**Task to carry out:** Would you show every line from the records that holds "posting"?

[Stored data]
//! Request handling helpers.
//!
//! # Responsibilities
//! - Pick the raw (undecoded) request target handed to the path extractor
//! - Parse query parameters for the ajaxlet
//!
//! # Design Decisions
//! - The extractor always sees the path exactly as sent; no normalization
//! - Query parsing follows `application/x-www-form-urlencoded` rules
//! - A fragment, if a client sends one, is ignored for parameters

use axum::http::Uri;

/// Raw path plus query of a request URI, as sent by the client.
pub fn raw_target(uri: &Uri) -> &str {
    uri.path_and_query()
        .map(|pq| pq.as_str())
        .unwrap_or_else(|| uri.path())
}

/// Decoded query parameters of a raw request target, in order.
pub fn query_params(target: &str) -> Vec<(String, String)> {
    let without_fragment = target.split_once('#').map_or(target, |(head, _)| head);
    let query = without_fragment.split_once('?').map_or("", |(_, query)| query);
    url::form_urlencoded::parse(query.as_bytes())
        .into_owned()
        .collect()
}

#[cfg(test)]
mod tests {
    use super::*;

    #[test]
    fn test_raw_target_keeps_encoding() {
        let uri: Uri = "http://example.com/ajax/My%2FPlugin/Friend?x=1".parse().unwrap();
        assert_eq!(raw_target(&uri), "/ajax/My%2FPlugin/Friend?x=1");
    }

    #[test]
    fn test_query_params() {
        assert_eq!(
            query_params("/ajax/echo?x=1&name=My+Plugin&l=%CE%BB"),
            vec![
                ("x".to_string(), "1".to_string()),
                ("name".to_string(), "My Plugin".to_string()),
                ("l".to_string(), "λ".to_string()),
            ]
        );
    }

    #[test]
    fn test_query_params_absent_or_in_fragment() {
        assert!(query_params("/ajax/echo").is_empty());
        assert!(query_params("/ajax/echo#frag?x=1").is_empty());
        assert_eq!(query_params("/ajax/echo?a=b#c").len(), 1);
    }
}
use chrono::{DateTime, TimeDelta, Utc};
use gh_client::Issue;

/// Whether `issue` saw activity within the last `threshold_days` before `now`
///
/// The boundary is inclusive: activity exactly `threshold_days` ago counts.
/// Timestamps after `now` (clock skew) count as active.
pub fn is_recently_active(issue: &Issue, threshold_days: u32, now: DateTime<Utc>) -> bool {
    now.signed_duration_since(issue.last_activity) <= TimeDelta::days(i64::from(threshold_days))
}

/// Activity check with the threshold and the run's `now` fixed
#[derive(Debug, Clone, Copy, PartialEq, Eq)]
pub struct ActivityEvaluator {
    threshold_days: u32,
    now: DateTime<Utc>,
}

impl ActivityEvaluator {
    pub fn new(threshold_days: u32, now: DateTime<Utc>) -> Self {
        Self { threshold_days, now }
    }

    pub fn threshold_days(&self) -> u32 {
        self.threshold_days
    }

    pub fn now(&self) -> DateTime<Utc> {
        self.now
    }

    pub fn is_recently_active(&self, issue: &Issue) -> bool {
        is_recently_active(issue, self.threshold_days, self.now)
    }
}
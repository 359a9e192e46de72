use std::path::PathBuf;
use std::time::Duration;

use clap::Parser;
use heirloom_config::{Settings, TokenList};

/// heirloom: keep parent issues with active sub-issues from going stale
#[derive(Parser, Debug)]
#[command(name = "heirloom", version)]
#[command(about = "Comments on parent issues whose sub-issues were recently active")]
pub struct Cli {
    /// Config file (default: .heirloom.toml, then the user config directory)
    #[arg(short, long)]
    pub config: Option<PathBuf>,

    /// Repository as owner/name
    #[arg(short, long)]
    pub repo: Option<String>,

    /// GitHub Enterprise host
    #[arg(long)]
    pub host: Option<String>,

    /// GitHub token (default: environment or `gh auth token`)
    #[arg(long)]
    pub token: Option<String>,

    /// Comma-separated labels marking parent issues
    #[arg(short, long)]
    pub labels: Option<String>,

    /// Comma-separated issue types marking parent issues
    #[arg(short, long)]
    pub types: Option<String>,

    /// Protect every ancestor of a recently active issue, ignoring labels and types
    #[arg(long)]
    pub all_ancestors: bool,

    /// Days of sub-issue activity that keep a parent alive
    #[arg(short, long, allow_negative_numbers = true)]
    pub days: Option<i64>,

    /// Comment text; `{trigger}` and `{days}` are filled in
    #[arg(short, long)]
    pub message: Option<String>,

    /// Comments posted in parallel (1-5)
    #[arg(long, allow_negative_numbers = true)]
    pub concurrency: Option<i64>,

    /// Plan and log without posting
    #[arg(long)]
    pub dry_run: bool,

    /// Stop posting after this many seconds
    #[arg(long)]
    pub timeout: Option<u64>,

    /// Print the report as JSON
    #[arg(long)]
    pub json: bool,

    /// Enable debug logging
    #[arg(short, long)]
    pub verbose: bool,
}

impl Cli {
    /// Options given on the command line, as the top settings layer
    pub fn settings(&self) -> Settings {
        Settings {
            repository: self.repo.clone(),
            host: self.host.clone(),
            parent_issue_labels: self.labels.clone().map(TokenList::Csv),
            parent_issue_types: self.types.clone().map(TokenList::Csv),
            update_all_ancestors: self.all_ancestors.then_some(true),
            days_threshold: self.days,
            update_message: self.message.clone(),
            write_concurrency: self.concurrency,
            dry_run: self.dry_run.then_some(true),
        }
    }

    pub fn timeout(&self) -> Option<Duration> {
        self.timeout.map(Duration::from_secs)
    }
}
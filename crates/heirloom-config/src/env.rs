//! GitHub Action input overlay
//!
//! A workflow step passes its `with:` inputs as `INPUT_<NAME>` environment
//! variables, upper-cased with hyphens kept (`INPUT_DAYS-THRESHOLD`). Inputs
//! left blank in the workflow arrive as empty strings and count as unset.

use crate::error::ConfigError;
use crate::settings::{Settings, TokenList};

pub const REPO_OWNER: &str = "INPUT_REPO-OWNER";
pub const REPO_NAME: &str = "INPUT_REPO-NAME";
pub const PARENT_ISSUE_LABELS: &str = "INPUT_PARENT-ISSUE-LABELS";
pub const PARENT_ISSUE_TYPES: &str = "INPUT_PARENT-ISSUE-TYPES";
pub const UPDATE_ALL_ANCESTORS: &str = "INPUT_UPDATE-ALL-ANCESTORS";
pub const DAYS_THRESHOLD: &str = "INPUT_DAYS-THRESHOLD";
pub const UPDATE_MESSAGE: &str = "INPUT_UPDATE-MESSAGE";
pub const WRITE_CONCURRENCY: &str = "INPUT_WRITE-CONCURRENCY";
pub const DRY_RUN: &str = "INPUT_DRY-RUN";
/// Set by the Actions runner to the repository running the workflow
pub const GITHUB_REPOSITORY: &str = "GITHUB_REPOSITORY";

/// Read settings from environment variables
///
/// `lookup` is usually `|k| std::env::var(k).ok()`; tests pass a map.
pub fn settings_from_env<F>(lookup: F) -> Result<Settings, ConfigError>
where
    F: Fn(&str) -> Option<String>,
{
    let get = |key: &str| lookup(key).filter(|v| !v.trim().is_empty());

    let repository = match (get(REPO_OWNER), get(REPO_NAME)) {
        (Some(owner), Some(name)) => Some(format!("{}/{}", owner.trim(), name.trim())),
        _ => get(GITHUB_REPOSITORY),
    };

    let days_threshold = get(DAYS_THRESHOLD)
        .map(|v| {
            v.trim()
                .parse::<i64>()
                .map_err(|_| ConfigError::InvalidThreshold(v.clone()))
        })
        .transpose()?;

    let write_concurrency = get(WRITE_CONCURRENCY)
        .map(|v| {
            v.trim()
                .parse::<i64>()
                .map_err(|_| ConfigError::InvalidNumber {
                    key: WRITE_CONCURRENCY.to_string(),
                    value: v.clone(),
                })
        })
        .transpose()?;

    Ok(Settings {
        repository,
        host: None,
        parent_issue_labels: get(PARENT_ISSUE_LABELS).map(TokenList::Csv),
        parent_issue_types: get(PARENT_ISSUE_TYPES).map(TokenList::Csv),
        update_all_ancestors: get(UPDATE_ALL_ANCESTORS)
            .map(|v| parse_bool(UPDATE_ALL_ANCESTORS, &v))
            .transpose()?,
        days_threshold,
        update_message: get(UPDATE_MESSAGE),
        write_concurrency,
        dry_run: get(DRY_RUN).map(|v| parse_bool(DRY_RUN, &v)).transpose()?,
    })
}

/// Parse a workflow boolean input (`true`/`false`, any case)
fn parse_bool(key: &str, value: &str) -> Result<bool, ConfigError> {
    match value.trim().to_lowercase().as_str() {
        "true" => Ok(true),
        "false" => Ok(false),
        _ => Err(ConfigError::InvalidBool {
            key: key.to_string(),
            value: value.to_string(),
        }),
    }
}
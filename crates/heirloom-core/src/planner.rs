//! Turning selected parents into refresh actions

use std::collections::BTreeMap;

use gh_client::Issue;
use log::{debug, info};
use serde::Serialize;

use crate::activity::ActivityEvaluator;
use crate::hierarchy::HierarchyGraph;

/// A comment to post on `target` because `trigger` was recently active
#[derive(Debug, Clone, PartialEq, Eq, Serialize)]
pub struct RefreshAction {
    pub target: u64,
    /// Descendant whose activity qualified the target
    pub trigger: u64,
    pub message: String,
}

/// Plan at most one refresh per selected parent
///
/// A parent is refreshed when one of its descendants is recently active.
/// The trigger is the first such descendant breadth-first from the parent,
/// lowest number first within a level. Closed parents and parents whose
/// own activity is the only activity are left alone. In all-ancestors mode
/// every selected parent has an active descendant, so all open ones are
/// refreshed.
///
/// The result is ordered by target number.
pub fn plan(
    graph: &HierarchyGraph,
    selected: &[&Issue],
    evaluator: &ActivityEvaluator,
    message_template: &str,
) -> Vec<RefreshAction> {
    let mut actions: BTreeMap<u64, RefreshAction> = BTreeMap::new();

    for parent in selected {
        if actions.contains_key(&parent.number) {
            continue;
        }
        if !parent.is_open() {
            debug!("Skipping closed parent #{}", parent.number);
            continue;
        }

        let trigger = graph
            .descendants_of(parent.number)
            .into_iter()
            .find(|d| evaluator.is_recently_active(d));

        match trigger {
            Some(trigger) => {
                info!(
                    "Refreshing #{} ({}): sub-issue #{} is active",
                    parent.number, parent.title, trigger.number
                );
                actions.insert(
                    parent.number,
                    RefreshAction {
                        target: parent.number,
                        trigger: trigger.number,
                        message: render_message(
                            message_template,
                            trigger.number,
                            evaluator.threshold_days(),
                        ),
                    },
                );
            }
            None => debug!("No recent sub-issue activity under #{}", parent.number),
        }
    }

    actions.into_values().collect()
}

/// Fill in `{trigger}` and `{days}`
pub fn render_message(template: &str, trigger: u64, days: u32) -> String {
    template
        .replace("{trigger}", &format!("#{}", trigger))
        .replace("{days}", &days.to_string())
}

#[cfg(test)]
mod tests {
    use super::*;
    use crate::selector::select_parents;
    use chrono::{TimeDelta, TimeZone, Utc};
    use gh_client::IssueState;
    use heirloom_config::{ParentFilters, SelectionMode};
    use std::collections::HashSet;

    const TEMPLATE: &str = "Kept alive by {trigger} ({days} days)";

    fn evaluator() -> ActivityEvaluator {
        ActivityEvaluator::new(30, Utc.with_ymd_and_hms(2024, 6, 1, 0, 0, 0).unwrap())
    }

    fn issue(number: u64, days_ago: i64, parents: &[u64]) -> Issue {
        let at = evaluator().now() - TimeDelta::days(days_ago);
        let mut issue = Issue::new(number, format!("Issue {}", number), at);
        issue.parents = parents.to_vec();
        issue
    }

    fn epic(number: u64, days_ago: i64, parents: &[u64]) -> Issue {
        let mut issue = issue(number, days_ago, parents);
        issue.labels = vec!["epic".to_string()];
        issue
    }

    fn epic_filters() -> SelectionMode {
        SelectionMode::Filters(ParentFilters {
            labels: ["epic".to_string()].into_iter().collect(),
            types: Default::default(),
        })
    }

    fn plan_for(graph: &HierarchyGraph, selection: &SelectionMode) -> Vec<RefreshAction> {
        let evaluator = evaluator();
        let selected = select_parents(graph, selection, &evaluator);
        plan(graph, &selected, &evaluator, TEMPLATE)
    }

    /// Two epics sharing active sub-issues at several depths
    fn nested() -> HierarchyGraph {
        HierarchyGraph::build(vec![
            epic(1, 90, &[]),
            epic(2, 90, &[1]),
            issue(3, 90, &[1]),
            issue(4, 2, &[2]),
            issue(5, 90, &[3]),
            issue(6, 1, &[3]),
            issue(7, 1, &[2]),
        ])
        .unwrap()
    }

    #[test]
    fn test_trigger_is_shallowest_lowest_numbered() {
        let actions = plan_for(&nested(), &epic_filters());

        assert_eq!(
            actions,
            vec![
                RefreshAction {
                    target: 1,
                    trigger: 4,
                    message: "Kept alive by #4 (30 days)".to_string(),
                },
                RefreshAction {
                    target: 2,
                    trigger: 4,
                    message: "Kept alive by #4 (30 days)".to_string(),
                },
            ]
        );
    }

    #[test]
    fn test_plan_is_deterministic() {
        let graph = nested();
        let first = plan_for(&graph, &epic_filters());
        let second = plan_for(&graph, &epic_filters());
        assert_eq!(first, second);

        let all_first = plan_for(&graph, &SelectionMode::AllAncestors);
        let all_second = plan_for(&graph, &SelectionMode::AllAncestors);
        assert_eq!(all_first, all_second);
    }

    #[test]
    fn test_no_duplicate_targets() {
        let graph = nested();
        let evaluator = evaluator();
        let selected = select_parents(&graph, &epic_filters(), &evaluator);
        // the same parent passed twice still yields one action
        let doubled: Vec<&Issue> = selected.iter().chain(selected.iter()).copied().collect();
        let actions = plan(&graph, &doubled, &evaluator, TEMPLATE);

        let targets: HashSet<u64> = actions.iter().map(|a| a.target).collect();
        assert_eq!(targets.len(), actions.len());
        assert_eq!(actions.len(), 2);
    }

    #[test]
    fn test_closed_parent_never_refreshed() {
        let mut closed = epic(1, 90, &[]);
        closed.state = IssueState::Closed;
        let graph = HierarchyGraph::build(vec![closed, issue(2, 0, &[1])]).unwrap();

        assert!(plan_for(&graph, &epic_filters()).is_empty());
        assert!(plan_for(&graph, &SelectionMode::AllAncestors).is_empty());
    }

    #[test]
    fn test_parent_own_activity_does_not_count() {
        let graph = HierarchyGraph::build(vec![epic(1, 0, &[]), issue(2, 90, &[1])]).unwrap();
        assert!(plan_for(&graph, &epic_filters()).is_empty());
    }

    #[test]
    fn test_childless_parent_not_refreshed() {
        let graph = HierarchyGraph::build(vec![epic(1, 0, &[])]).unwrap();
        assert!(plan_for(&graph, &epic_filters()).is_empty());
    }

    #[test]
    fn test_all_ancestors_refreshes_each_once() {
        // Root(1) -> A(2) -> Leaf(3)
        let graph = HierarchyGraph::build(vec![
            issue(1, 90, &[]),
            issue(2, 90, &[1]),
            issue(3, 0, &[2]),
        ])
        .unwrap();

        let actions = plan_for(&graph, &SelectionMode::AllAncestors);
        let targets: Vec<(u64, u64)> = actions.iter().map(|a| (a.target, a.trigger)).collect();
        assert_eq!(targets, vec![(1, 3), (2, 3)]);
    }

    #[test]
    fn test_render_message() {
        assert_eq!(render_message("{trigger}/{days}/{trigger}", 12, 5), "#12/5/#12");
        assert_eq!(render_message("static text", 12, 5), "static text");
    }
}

**Answer space:**
    /// Plan and log without posting
    /// Stop posting after this many seconds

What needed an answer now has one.